Problem description » Wherever a line holds the word "type", copy that line from the data.
===============
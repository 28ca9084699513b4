// SPDX-FileCopyrightText: 2026 The contentline developers
//
// SPDX-License-Identifier: Apache-2.0

//! Ordered sequences of logical lines.

use std::io::{self, Write};
use std::ops::Index;
use std::slice;

use crate::folding::{FoldOptions, fold, fold_unchecked, unfold};

/// An ordered sequence of logical lines.
///
/// This is the assembly point between transport text and per-line
/// parsing: [`from_ical`](Self::from_ical) unfolds a whole document into
/// logical lines, and [`to_ical`](Self::to_ical) folds each line and
/// joins with CRLF. By convention a sequence that is ready for transport
/// carries a final empty element, so the joined text ends with the
/// terminator; `from_ical` produces that shape whenever the input ends
/// with one.
#[derive(Debug, Clone, Default, PartialEq, Eq)]
pub struct ContentLines {
    lines: Vec<String>,
}

impl ContentLines {
    /// Create an empty sequence.
    #[must_use]
    pub fn new() -> Self {
        Self::default()
    }

    /// Unfold transport text into a sequence of logical lines.
    #[must_use]
    pub fn from_ical(text: &str) -> Self {
        let lines = unfold(text);
        tracing::debug!(lines = lines.len(), "unfolded transport text");
        Self { lines }
    }

    /// Fold every line with default options and join with CRLF.
    #[must_use]
    pub fn to_ical(&self) -> String {
        let options = FoldOptions::default();
        let mut out = String::new();
        for (i, line) in self.lines.iter().enumerate() {
            if i > 0 {
                out.push_str("\r\n");
            }
            out.push_str(&fold_unchecked(line, &options));
        }
        out
    }

    /// Stream the folded representation into a writer.
    ///
    /// # Errors
    ///
    /// Propagates writer errors; unworkable fold options surface as
    /// [`io::ErrorKind::InvalidInput`].
    pub fn write_to<W: Write>(&self, writer: &mut W, options: &FoldOptions) -> io::Result<()> {
        for (i, line) in self.lines.iter().enumerate() {
            if i > 0 {
                writer.write_all(b"\r\n")?;
            }
            let folded =
                fold(line, options).map_err(|e| io::Error::new(io::ErrorKind::InvalidInput, e))?;
            writer.write_all(folded.as_bytes())?;
        }
        Ok(())
    }

    /// Append a logical line.
    pub fn push(&mut self, line: impl Into<String>) {
        self.lines.push(line.into());
    }

    /// Number of logical lines, the trailing empty element included.
    #[must_use]
    pub fn len(&self) -> usize {
        self.lines.len()
    }

    /// Whether the sequence holds no lines at all.
    #[must_use]
    pub fn is_empty(&self) -> bool {
        self.lines.is_empty()
    }

    /// Iterate over the logical lines.
    #[must_use]
    pub fn iter(&self) -> slice::Iter<'_, String> {
        self.lines.iter()
    }

    /// The logical lines as a slice.
    #[must_use]
    pub fn as_slice(&self) -> &[String] {
        &self.lines
    }
}

impl From<Vec<String>> for ContentLines {
    fn from(lines: Vec<String>) -> Self {
        Self { lines }
    }
}

impl FromIterator<String> for ContentLines {
    fn from_iter<T: IntoIterator<Item = String>>(iter: T) -> Self {
        Self {
            lines: iter.into_iter().collect(),
        }
    }
}

impl Index<usize> for ContentLines {
    type Output = String;

    #[expect(clippy::indexing_slicing)]
    fn index(&self, index: usize) -> &Self::Output {
        &self.lines[index]
    }
}

impl<'a> IntoIterator for &'a ContentLines {
    type Item = &'a String;
    type IntoIter = slice::Iter<'a, String>;

    fn into_iter(self) -> Self::IntoIter {
        self.iter()
    }
}

impl IntoIterator for ContentLines {
    type Item = String;
    type IntoIter = std::vec::IntoIter<String>;

    fn into_iter(self) -> Self::IntoIter {
        self.lines.into_iter()
    }
}

#[cfg(test)]
mod tests {
    use super::*;

    #[test]
    fn from_ical_keeps_the_trailing_empty_line() {
        let lines = ContentLines::from_ical("A short line\r\n");
        assert_eq!(lines.as_slice(), ["A short line", ""]);

        let lines = ContentLines::from_ical("A faked\r\n  long line\r\nAnd another lin\r\n\te that is folded\r\n");
        assert_eq!(
            lines.as_slice(),
            ["A faked long line", "And another line that is folded", ""]
        );
    }

    #[test]
    fn to_ical_folds_and_joins() {
        let mut lines = ContentLines::new();
        lines.push("BEGIN:VEVENT");
        lines.push("123456789 ".repeat(10));
        lines.push("");
        assert_eq!(
            lines.to_ical(),
            "BEGIN:VEVENT\r\n\
             123456789 123456789 123456789 123456789 123456789 123456789 \
             123456789 1234\r\n 56789 123456789 123456789 \r\n"
        );
    }

    #[test]
    fn join_then_split_is_identity() {
        let lines = ContentLines::from(vec![
            "BEGIN:VEVENT".to_owned(),
            "SUMMARY:Short".to_owned(),
            "END:VEVENT".to_owned(),
            String::new(),
        ]);
        assert_eq!(ContentLines::from_ical(&lines.to_ical()), lines);
    }

    #[test]
    fn write_to_matches_to_ical() {
        let lines = ContentLines::from(vec!["SUMMARY:Short".to_owned(), String::new()]);
        let mut buffer = Vec::new();
        lines
            .write_to(&mut buffer, &FoldOptions::default())
            .unwrap();
        assert_eq!(String::from_utf8(buffer).unwrap(), lines.to_ical());
    }

    #[test]
    fn write_to_rejects_unworkable_options() {
        let lines = ContentLines::from(vec!["SUMMARY:Short".to_owned()]);
        let mut buffer = Vec::new();
        let err = lines
            .write_to(&mut buffer, &FoldOptions::default().limit(2))
            .unwrap_err();
        assert_eq!(err.kind(), io::ErrorKind::InvalidInput);
    }
}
===============
Worked solution »
    type Output = String;
    type Item = &'a String;
    type IntoIter = slice::Iter<'a, String>;
    type Item = String;
    type IntoIter = std::vec::IntoIter<String>;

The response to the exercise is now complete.